Our next step is to change the lights. We are thinking of going with recessed lights but haven’t begun pricing that step or looking for someone who can do it for us. After that we will be painting the walls of both the kitchen and dinette area. Who am I kidding? It will be me doing the painting. After I did both kids’ rooms last summer, I feel I can take on the kitchen too. And with that, our kitchen will be done…until I decide the floor tile needs updating.

Fixing our “painted” kitchen counters (remodel follow up)

Last March, we remodeled our kitchen by putting in a new sink and painted our counter tops for under $600. About 9 months later, I noticed a few spots here and there where the paint had worn off and exposed the original off-white kitchen counters.

Area by the stove

Area by the stove

At first, there were just a few spots next to the stove (a high-use area) and by the sink (an area that is often wet). It was these two areas that I decided needed to be redone after the spots near the stove began to grow each time we wiped the counter.
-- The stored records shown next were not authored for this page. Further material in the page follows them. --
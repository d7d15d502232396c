//! A parsed gRPC service config, as far as load balancing is concerned.

use crate::BalancerPolicy;
use anyhow::Context;
use serde::Deserialize;

/// The `loadBalancingConfig` portion of a gRPC service config document.
///
/// Entries are kept in document order; each names one policy together with
/// its (possibly empty) configuration object.
#[derive(Debug, Clone, PartialEq, Deserialize)]
pub struct ServiceConfig {
    #[serde(rename = "loadBalancingConfig")]
    load_balancing_config: Vec<serde_json::Map<String, serde_json::Value>>,
}

impl ServiceConfig {
    /// Parse a JSON service config document.
    ///
    /// Fails if the document is malformed, has no `loadBalancingConfig`
    /// entries, or has an entry that does not name exactly one policy.
    pub fn from_json(document: &str) -> Result<Self, anyhow::Error> {
        let config: ServiceConfig =
            serde_json::from_str(document).context("malformed service config")?;

        if config.load_balancing_config.is_empty() {
            anyhow::bail!("service config has an empty loadBalancingConfig");
        }
        if let Some(entry) = config
            .load_balancing_config
            .iter()
            .find(|entry| entry.len() != 1)
        {
            anyhow::bail!(
                "loadBalancingConfig entries must name exactly one policy, got {}",
                entry.len()
            );
        }

        Ok(config)
    }

    /// Policy names in preference order.
    pub fn policy_names(&self) -> impl Iterator<Item = &str> {
        self.load_balancing_config
            .iter()
            .flat_map(|entry| entry.keys().map(String::as_str))
    }

    /// The first policy in the document this crate knows about.
    pub fn balancer_policy(&self) -> Option<BalancerPolicy> {
        self.policy_names().find_map(|name| name.parse().ok())
    }
}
I did the area by the stove first. As I applied the black primer from the Giani granite paint kit to the exposed areas, I noticed more and more little worn marks. I didn’t want to repaint the whole counter (even though it is a small section) so I just dabbed on some back primer on the exposed areas.

Repaired area by stove

Repaired area by stove

It took me a little while to remember exactly how I sponged on the other colors. I know the first color wasn’t done precisely the same as before, but I am hoping now that I have added the others and layered on the colors that it will look okay. Actually, I am sure it will be unnoticeable to anyone else, but I may always see any flaw. I noticed this was true last time.

I was extra careful about putting on the clear coat and made sure there was plenty of coverage. They recommend two coats, but I went ahead and added a third.

The sink area before repairs

The sink area before repairs

I did the sink a few days later. You can’t use the counter while painting, and the clear coat needs to set for a minimum of 24 hours before use, so I didn’t want to have two sections of the counter out of commission at the same time.

After shot of section by sink

After shot of section by sink

By the time I did this second section, I felt like a pro. It was easy to blend the new areas in with the old. I don’t think in either area, you can tell that I “fixed” the counter at all.

While I am disappointed that we didn’t make it through a whole year (or much longer) before having to fix the counters, I must say I do enjoy how they turned out. I don’t know if the problems that developed are due to the product or to “user-error”. I did have a lot of counter tops to cover the first time, and the clear coat was the hardest thing to do. There is certainly a possibility that I didn’t apply it well enough. And of course since I am not using their brand cleaner, I guess my cleaner could have worn away the clear coat.

Would I still recommend this paint for your counters? Yes, I do. It was an inexpensive fix to spruce up our kitchen, and the repairs to the paint were easy.